Kathmandu fire engine, 1930s style.
A few years ago I went to Kathmandu and had the opportunity to meet members of the national and local governments, as well as the international aid community. Kathmandu suffered the impact of a magnitude 7.4 earthquake in 1934. It did much damage, but what were then grassy fields are now densely populated tenements in a chaotic, rapidly spreading urban fabric. There are 1.6 million people in the Kathmandu valley. The calculated return period of the 1934 event was 70 years: a major earthquake was overdue. If such a disaster could not be coped with locally, aid would have difficulty in arriving at an airport that was too small, cramped and difficult of access (the presence of Anapurna means that aircraft have to corkscrew down to land). The logistics remind one of Port au Prince in Haiti.

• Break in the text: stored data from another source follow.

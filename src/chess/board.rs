//! Square-centric [`Board`]: a sparse map of occupied squares to pieces plus
//! the rest of the game state needed to continue from a position (side to
//! move, castling rights, en passant target and move counters).
//!
//! Binary conversion lives in [`crate::chess::pack`] and the movement rules
//! in [`crate::chess::rules`].

use std::collections::BTreeMap;
use std::fmt::{self, Write};

use arrayvec::ArrayVec;

use crate::chess::core::{CastleRights, Direction, Piece, PieceKind, Side, Square, BOARD_WIDTH};

/// Longest possible ray on the board.
const MAX_RAY: usize = BOARD_WIDTH as usize - 1;

/// FEN of the standard starting position.
pub const STARTING_FEN: &str = "rnbqkbnr/pppppppp/8/8/8/8/PPPPPPPP/RNBQKBNR w KQkq - 0 0";

/// State of the chess game: pieces, half-move counters and castling rights,
/// etc. It has 1:1 relationship with [Forsyth-Edwards Notation] (FEN), see
/// [`Board::from_fen`] and the [`fmt::Display`] implementation.
///
/// Only occupied squares are stored. Iteration over the pieces goes rank by
/// rank from a1 to h8, so everything derived from it (move lists, packed
/// boards) is deterministic.
///
/// Equality compares the position only: the king cache is derived from the
/// order of placement and takes no part in it.
///
/// [Forsyth-Edwards Notation]: https://www.chessprogramming.org/Forsyth-Edwards_Notation
#[derive(Clone)]
pub struct Board {
    pub(super) pieces: BTreeMap<Square, Piece>,
    pub(super) kings: [Option<Square>; 2],
    pub(super) side_to_move: Side,
    pub(super) castling: CastleRights,
    pub(super) en_passant: Option<Square>,
    /// [Halfmove Clock][^ply] keeps track of the number of (half-)moves
    /// since the last capture or pawn move and is used to enforce
    /// fifty[^fifty]-move draw rule.
    ///
    /// [Halfmove Clock]: https://www.chessprogramming.org/Halfmove_Clock
    /// [^ply]: "Half-move" or ["ply"](https://www.chessprogramming.org/Ply) means a move of only
    ///     one side.
    /// [^fifty]: 50 __full__ moves
    pub(super) halfmove_clock: u8,
    pub(super) fullmove_counter: u16,
}

impl PartialEq for Board {
    fn eq(&self, other: &Self) -> bool {
        self.pieces == other.pieces
            && self.side_to_move == other.side_to_move
            && self.castling == other.castling
            && self.en_passant == other.en_passant
            && self.halfmove_clock == other.halfmove_clock
            && self.fullmove_counter == other.fullmove_counter
    }
}

impl Eq for Board {}

impl Board {
    /// Creates a board without pieces, White to move and no castling rights.
    #[must_use]
    pub const fn empty() -> Self {
        Self {
            pieces: BTreeMap::new(),
            kings: [None, None],
            side_to_move: Side::White,
            castling: CastleRights::empty(),
            en_passant: None,
            halfmove_clock: 0,
            fullmove_counter: 0,
        }
    }

    /// Creates the starting position of the standard chess variant.
    ///
    /// ```
    /// use garth::chess::board::Board;
    ///
    /// let starting_position = Board::starting();
    /// assert_eq!(
    ///     &starting_position.to_string(),
    ///     "rnbqkbnr/pppppppp/8/8/8/8/PPPPPPPP/RNBQKBNR w KQkq - 0 0"
    /// );
    /// ```
    #[must_use]
    pub fn starting() -> Self {
        const COURT: [PieceKind; 8] = [
            PieceKind::Rook,
            PieceKind::Knight,
            PieceKind::Bishop,
            PieceKind::Queen,
            PieceKind::King,
            PieceKind::Bishop,
            PieceKind::Knight,
            PieceKind::Rook,
        ];
        let mut board = Self {
            castling: CastleRights::ALL,
            ..Self::empty()
        };
        for (file, kind) in (0..BOARD_WIDTH).zip(COURT) {
            let _ = board.set(Square::new(Side::White.back_rank(), file), kind, Side::White);
            let _ = board.set(Square::new(Side::White.pawn_rank(), file), PieceKind::Pawn, Side::White);
            let _ = board.set(Square::new(Side::Black.pawn_rank(), file), PieceKind::Pawn, Side::Black);
            let _ = board.set(Square::new(Side::Black.back_rank(), file), kind, Side::Black);
        }
        board
    }

    /// Returns the piece standing on `square`, if any.
    #[must_use]
    pub fn at(&self, square: Square) -> Option<&Piece> {
        debug_assert!(square.in_bounds(), "{square:?} is off the board");
        self.pieces.get(&square)
    }

    #[allow(missing_docs)]
    #[must_use]
    pub fn is_empty(&self, square: Square) -> bool {
        self.at(square).is_none()
    }

    /// Puts `piece` on `square`, replacing the occupant. The piece's cached
    /// square and the king locations are updated together with the map.
    pub fn place(&mut self, mut piece: Piece, square: Square) {
        debug_assert!(square.in_bounds(), "{square:?} is off the board");
        piece.place(square);
        self.forget_king(square);
        if piece.kind() == PieceKind::King {
            self.kings[piece.side().index()] = Some(square);
        }
        let _ = self.pieces.insert(square, piece);
    }

    /// Creates a new piece and places it on `square`.
    pub fn set(&mut self, square: Square, kind: PieceKind, side: Side) -> Piece {
        let piece = Piece::new(kind, side, square);
        self.place(piece, square);
        piece
    }

    /// Removes the occupant of `square` and returns it.
    pub fn clear_square(&mut self, square: Square) -> Option<Piece> {
        debug_assert!(square.in_bounds(), "{square:?} is off the board");
        self.forget_king(square);
        self.pieces.remove(&square)
    }

    fn forget_king(&mut self, square: Square) {
        for king in &mut self.kings {
            if *king == Some(square) {
                *king = None;
            }
        }
    }

    /// All pieces on the board in rank-major order.
    pub fn pieces(&self) -> impl Iterator<Item = &Piece> {
        self.pieces.values()
    }

    /// Pieces owned by `side` in rank-major order.
    pub fn side_pieces(&self, side: Side) -> impl Iterator<Item = &Piece> {
        self.pieces.values().filter(move |piece| piece.side() == side)
    }

    #[allow(missing_docs)]
    #[must_use]
    pub fn piece_count(&self) -> usize {
        self.pieces.len()
    }

    /// Square of the last king of `side` that was placed, if it is still on
    /// the board. With several kings of one side only the most recent one is
    /// tracked, so boards that are equal may still disagree here.
    #[must_use]
    pub const fn king(&self, side: Side) -> Option<Square> {
        self.kings[side.index()]
    }

    #[allow(missing_docs)]
    #[must_use]
    pub const fn side_to_move(&self) -> Side {
        self.side_to_move
    }

    #[allow(missing_docs)]
    pub fn set_side_to_move(&mut self, side: Side) {
        self.side_to_move = side;
    }

    #[allow(missing_docs)]
    #[must_use]
    pub const fn castling(&self) -> CastleRights {
        self.castling
    }

    #[allow(missing_docs)]
    pub fn set_castling(&mut self, rights: CastleRights, enabled: bool) {
        self.castling.set(rights, enabled);
    }

    /// Square a pawn skipped over with its last double step, if any.
    #[must_use]
    pub const fn en_passant(&self) -> Option<Square> {
        self.en_passant
    }

    #[allow(missing_docs)]
    pub fn set_en_passant(&mut self, square: Square) {
        debug_assert!(square.in_bounds(), "{square:?} is off the board");
        self.en_passant = Some(square);
    }

    #[allow(missing_docs)]
    pub fn clear_en_passant(&mut self) {
        self.en_passant = None;
    }

    #[allow(missing_docs)]
    #[must_use]
    pub const fn halfmove_clock(&self) -> u8 {
        self.halfmove_clock
    }

    #[allow(missing_docs)]
    pub fn set_halfmove_clock(&mut self, value: u8) {
        self.halfmove_clock = value;
    }

    #[allow(missing_docs)]
    #[must_use]
    pub const fn fullmove_counter(&self) -> u16 {
        self.fullmove_counter
    }

    #[allow(missing_docs)]
    pub fn set_fullmove_counter(&mut self, value: u16) {
        self.fullmove_counter = value;
    }

    /// Walks from `piece` towards `direction` for at most [`Piece::range`]
    /// steps, stopping at the first occupied square, the edge of the board or
    /// the `target` square.
    #[must_use]
    pub fn seek(&self, piece: &Piece, direction: Direction, target: Option<Square>) -> SeekResult {
        let mut result = SeekResult {
            origin: piece.square(),
            target,
            direction,
            range: piece.range(),
            encountered: None,
            path: ArrayVec::new(),
            outcome: SeekOutcome::NotFound,
        };
        let mut here = piece.square();
        for _ in 0..piece.range() {
            let next = here + direction;
            if !next.in_bounds() {
                result.outcome = SeekOutcome::OutOfBounds;
                return result;
            }
            here = next;
            result.path.push(here);
            if let Some(other) = self.at(here) {
                result.encountered = Some(*other);
                result.outcome = if other.side() == piece.side() {
                    SeekOutcome::FoundFriendly
                } else {
                    SeekOutcome::FoundOpponent
                };
                return result;
            }
            if Some(here) == target {
                result.outcome = SeekOutcome::TargetFound;
                return result;
            }
        }
        result
    }

    /// Same as [`Board::seek`] but looks for a specific piece: bumping into
    /// it is reported as [`SeekOutcome::TargetFound`].
    #[must_use]
    pub fn seek_piece(&self, piece: &Piece, direction: Direction, target: &Piece) -> SeekResult {
        let mut result = self.seek(piece, direction, Some(target.square()));
        if matches!(
            result.outcome,
            SeekOutcome::FoundFriendly | SeekOutcome::FoundOpponent
        ) && result
            .encountered
            .is_some_and(|encountered| encountered.square() == target.square())
        {
            result.outcome = SeekOutcome::TargetFound;
        }
        result
    }

    /// Renders the board as an 8x8 grid of glyphs ('.' for an empty square)
    /// with rank numbers on the left and a file legend at the bottom.
    #[must_use]
    pub fn diagram(&self) -> String {
        let mut result = String::new();
        for rank in (0..BOARD_WIDTH).rev() {
            #[allow(clippy::cast_sign_loss)]
            let label = (b'1' + rank as u8) as char;
            result.push(label);
            for file in 0..BOARD_WIDTH {
                result.push(SQUARE_SEPARATOR);
                result.push(self.at(Square::new(rank, file)).map_or('.', Piece::glyph));
            }
            result.push('\n');
        }
        result.push_str(FILE_LEGEND);
        result
    }
}

const SQUARE_SEPARATOR: char = ' ';
const FILE_LEGEND: &str = "  a b c d e f g h\n";

impl Default for Board {
    fn default() -> Self {
        Self::empty()
    }
}

impl fmt::Debug for Board {
    fn fmt(&self, f: &mut fmt::Formatter<'_>) -> fmt::Result {
        f.write_str(&self.diagram())?;
        writeln!(f, "Side to move: {:?}", &self.side_to_move)?;
        writeln!(f, "Fullmove counter: {:?}", &self.fullmove_counter)?;
        writeln!(f, "En Passant: {:?}", &self.en_passant)?;
        // bitflags' default fmt::Debug implementation is not very convenient:
        // dump FEN instead.
        writeln!(f, "Castling rights: {}", &self.castling)?;
        f.write_str("FEN: ")?;
        fmt::Display::fmt(self, f)?;
        f.write_char('\n')
    }
}

/// How a [`Board::seek`] walk ended.
#[derive(Clone, Copy, Debug, PartialEq, Eq)]
pub enum SeekOutcome {
    /// The next step would leave the board.
    OutOfBounds,
    /// Stopped at a piece of the walker's side.
    FoundFriendly,
    /// Stopped at a piece of the other side.
    FoundOpponent,
    /// Reached the target unobstructed.
    TargetFound,
    /// Ran out of steps.
    NotFound,
}

/// Everything a [`Board::seek`] walk has seen.
#[derive(Clone, Debug, PartialEq, Eq)]
pub struct SeekResult {
    /// Where the walk started.
    pub origin: Square,
    /// Where the walk was heading, if anywhere.
    pub target: Option<Square>,
    #[allow(missing_docs)]
    pub direction: Direction,
    /// Maximum number of steps.
    pub range: u8,
    /// The piece the walk stopped at.
    pub encountered: Option<Piece>,
    /// Squares stepped on, in order.
    pub path: ArrayVec<Square, MAX_RAY>,
    #[allow(missing_docs)]
    pub outcome: SeekOutcome,
}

I visited the city's emergency management department, which was run by five men who occupied a decrepit office in the city hall. Their equipment consisted of a second-hand laptop computer, a rusty motorbike and a megaphone. The fire and rescue service of Kathmandu had six engines. Three were museum pieces from the 1930s: the others were relatively modern appliances dating from the 1960s. The UN emergency management arrangements had been entrusted to a young man who had no relevant experience and consequently radiated nervousness. Government ministers whom I met clearly had their minds on other matters: while I was there, 67 people were injured in a riot. Meanwhile, pro- and anti-government forces bristling with armaments put up rival shows of strength in different parts of the city.
The international community and aid agencies have spent considerable sums on consultancy work to assess the vulnerability of Kathmandu to floods and earthquakes. GIS-based mapping has produced a detailed picture. This struck me as rather like contemplating the statue of Oxymandias in the desert ("Look upon my works, ye mighty, and despair!"). Much more simply, one could jump into a decrepit Suzuki 800 taxi and look out the windows as it crept through the traffic jams. The vulnerability was painfully obvious to the eye, but what was being done to reduce it?

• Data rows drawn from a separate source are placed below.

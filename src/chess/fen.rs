//! [Forsyth-Edwards Notation] (FEN) import and export for [`Board`].
//!
//! [Forsyth-Edwards Notation]: https://www.chessprogramming.org/Forsyth-Edwards_Notation

use std::fmt;
use std::str::FromStr;

use anyhow::{bail, Context};

use crate::chess::board::Board;
use crate::chess::core::{CastleRights, Piece, Side, Square, BOARD_WIDTH};
use crate::chess::error::ParseError;

const RANK_SEPARATOR: char = '/';
const FIELD_COUNT: usize = 6;

impl Board {
    /// Parses board from Forsyth-Edwards Notation.
    ///
    /// FEN ::=
    ///       Piece Placement
    ///   ' ' Side to move
    ///   ' ' Castling ability
    ///   ' ' En passant target square
    ///   ' ' Halfmove clock
    ///   ' ' Fullmove counter
    ///
    /// NOTE: This expects properly-formatted inputs: no extra symbols or
    /// additional whitespace. Use [`Board::try_from`] for cleaning up the
    /// input if it is coming from untrusted source and is likely to contain
    /// extra symbols.
    ///
    /// # Errors
    ///
    /// Any deviation from the format is reported as a [`ParseError`].
    pub fn from_fen(input: &str) -> anyhow::Result<Self> {
        let parts: Vec<&str> = input.split(' ').collect();
        if parts.len() != FIELD_COUNT {
            bail!(ParseError::FieldCount(parts.len()));
        }
        let mut result = Self::empty();
        parse_placement(&mut result, parts[0])
            .with_context(|| format!("incorrect FEN: {input}"))?;
        result.side_to_move = Side::try_from(parts[1])?;
        result.castling = CastleRights::try_from(parts[2])?;
        result.en_passant = match parts[3] {
            "-" => None,
            value => Some(Square::try_from(value)?),
        };
        result.halfmove_clock = parse_number(parts[4], "halfmove clock")?;
        result.fullmove_counter = parse_number(parts[5], "fullmove counter")?;
        log::debug!("parsed position {result}");
        Ok(result)
    }
}

// Ranks are described starting with rank 8 and ending with rank 1. Within
// each rank squares go from file a to file h: a letter for a piece, a digit
// for a run of empty squares.
fn parse_placement(board: &mut Board, placement: &str) -> anyhow::Result<()> {
    let ranks: Vec<&str> = placement.split(RANK_SEPARATOR).collect();
    if ranks.len() != BOARD_WIDTH as usize {
        bail!(ParseError::InvalidPlacement(format!(
            "expected {BOARD_WIDTH} ranks, got {}",
            ranks.len()
        )));
    }
    for (rank, rank_fen) in (0..BOARD_WIDTH).rev().zip(ranks) {
        let mut file: i8 = 0;
        for symbol in rank_fen.chars() {
            if file >= BOARD_WIDTH {
                bail!(ParseError::InvalidPlacement(format!(
                    "rank {rank_fen} is longer than {BOARD_WIDTH} squares"
                )));
            }
            match symbol {
                '1'..='8' => {
                    #[allow(clippy::cast_possible_wrap)]
                    let run = (symbol as u8 - b'0') as i8;
                    file += run;
                },
                _ => {
                    let (kind, side) = Piece::parse_glyph(symbol)?;
                    let _ = board.set(Square::new(rank, file), kind, side);
                    file += 1;
                },
            }
        }
        if file != BOARD_WIDTH {
            bail!(ParseError::InvalidPlacement(format!(
                "rank size should be exactly {BOARD_WIDTH}, got {rank_fen} of length {file}"
            )));
        }
    }
    Ok(())
}

fn parse_number<T: FromStr>(value: &str, field: &'static str) -> anyhow::Result<T> {
    let invalid = || ParseError::InvalidNumber {
        field,
        value: value.to_string(),
    };
    if value.is_empty() || !value.bytes().all(|c| c.is_ascii_digit()) {
        bail!(invalid());
    }
    match value.parse::<T>() {
        Ok(number) => Ok(number),
        Err(_) => bail!(invalid()),
    }
}

impl TryFrom<&str> for Board {
    type Error = anyhow::Error;

    /// Cleans up the input (surrounding whitespace and an optional "fen "
    /// prefix) and parses it with [`Board::from_fen`].
    fn try_from(input: &str) -> anyhow::Result<Self> {
        let input = input.trim();
        Self::from_fen(input.strip_prefix("fen ").unwrap_or(input))
    }
}

impl FromStr for Board {
    type Err = anyhow::Error;

    fn from_str(s: &str) -> anyhow::Result<Self> {
        Self::try_from(s)
    }
}

impl fmt::Display for Board {
    /// Prints board in Forsyth-Edwards Notation.
    fn fmt(&self, f: &mut fmt::Formatter<'_>) -> fmt::Result {
        for rank in (0..BOARD_WIDTH).rev() {
            let mut empty_squares = 0i32;
            for file in 0..BOARD_WIDTH {
                if let Some(piece) = self.at(Square::new(rank, file)) {
                    if empty_squares != 0 {
                        write!(f, "{empty_squares}")?;
                        empty_squares = 0;
                    }
                    write!(f, "{piece}")?;
                } else {
                    empty_squares += 1;
                }
            }
            if empty_squares != 0 {
                write!(f, "{empty_squares}")?;
            }
            if rank != 0 {
                write!(f, "{RANK_SEPARATOR}")?;
            }
        }
        write!(f, " {} {} ", &self.side_to_move, &self.castling)?;
        match self.en_passant {
            Some(square) => write!(f, "{square} "),
            None => write!(f, "- "),
        }?;
        write!(f, "{} {}", &self.halfmove_clock, &self.fullmove_counter)
    }
}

I left Kathmandu with a pervasive sense of having encountered wrong priorities. It had consultants, committees, reports, conferences and NGOs. It needed neighbourhood search and rescue, emergency response training, massive increases in hospital capacity, and retrofitting of key buildings (and of cultural heritage). Without these developments, the result would be a fatal and debilitating aid dependency. I know that since my visit some progress has been made. However, the news that has come out of Nepal in the first hours after the magnitude 7.8 earthquake of 25 April 2015 is disheartening, largely because of the crushing predictability of the predicament in which Nepal and Kathmandu find themselves.
Nepal is a low income country that ranks 157th in the UN's Human Development Index. It is now time for a debate on the extent to which disaster risk reduction should be a key development priority in such countries. Simple, cheap measures are needed in place of the complex ones imported by the humanitarian aid industry. The measures need to involve and be supported actively by the whole population.
Evidently, there has been progress since my visit to Kathmandu. Dr Ben Wisner recently returned from a trip to Nepal. In the discussions following the earthquake he commented as follows:-
"I was impressed by the achievements of the Nepal Society for Earthquake Technology (NSET), ... other Nepali NGOs, INGOs, the Nepal Red Cross, and to some extent government—especially at the municipal level. ... I am sure lives were saved because of these efforts to train on earthquake aware construction, enforcement of the building code in Patan (one of the historic cities that now compose the metro Kathmandu region), preparedness planning in the health sector, establishment of 68 green space safe areas, training in some of the cities in light search and rescue and pre-positioning of tools for this purpose."Hence, there has been some positive change. The level and nature of the damage indicate that its scope is limited. Dr Wisner added that, although half of Nepal's 20,000 schools are situated in the Kathmandu Valley, only 260 of them have been given a seismic performance assessment and retrofitted. It is fortunate that the earthquake occurred out of school hours, but one cannot be sure that this will be the case in the next major earthquake.
Social and political tensions have persisted in Nepal into the present day, and they represent a distraction from the process of disaster risk reduction (DRR). The aftermath of the April 2015 catastrophe will doubtless be characterised by national unity in the face of crisis. However, as the risk of another major earthquake will remain high during the ensuing decades, it would be well to ensure that DRR remains a top priority in national development.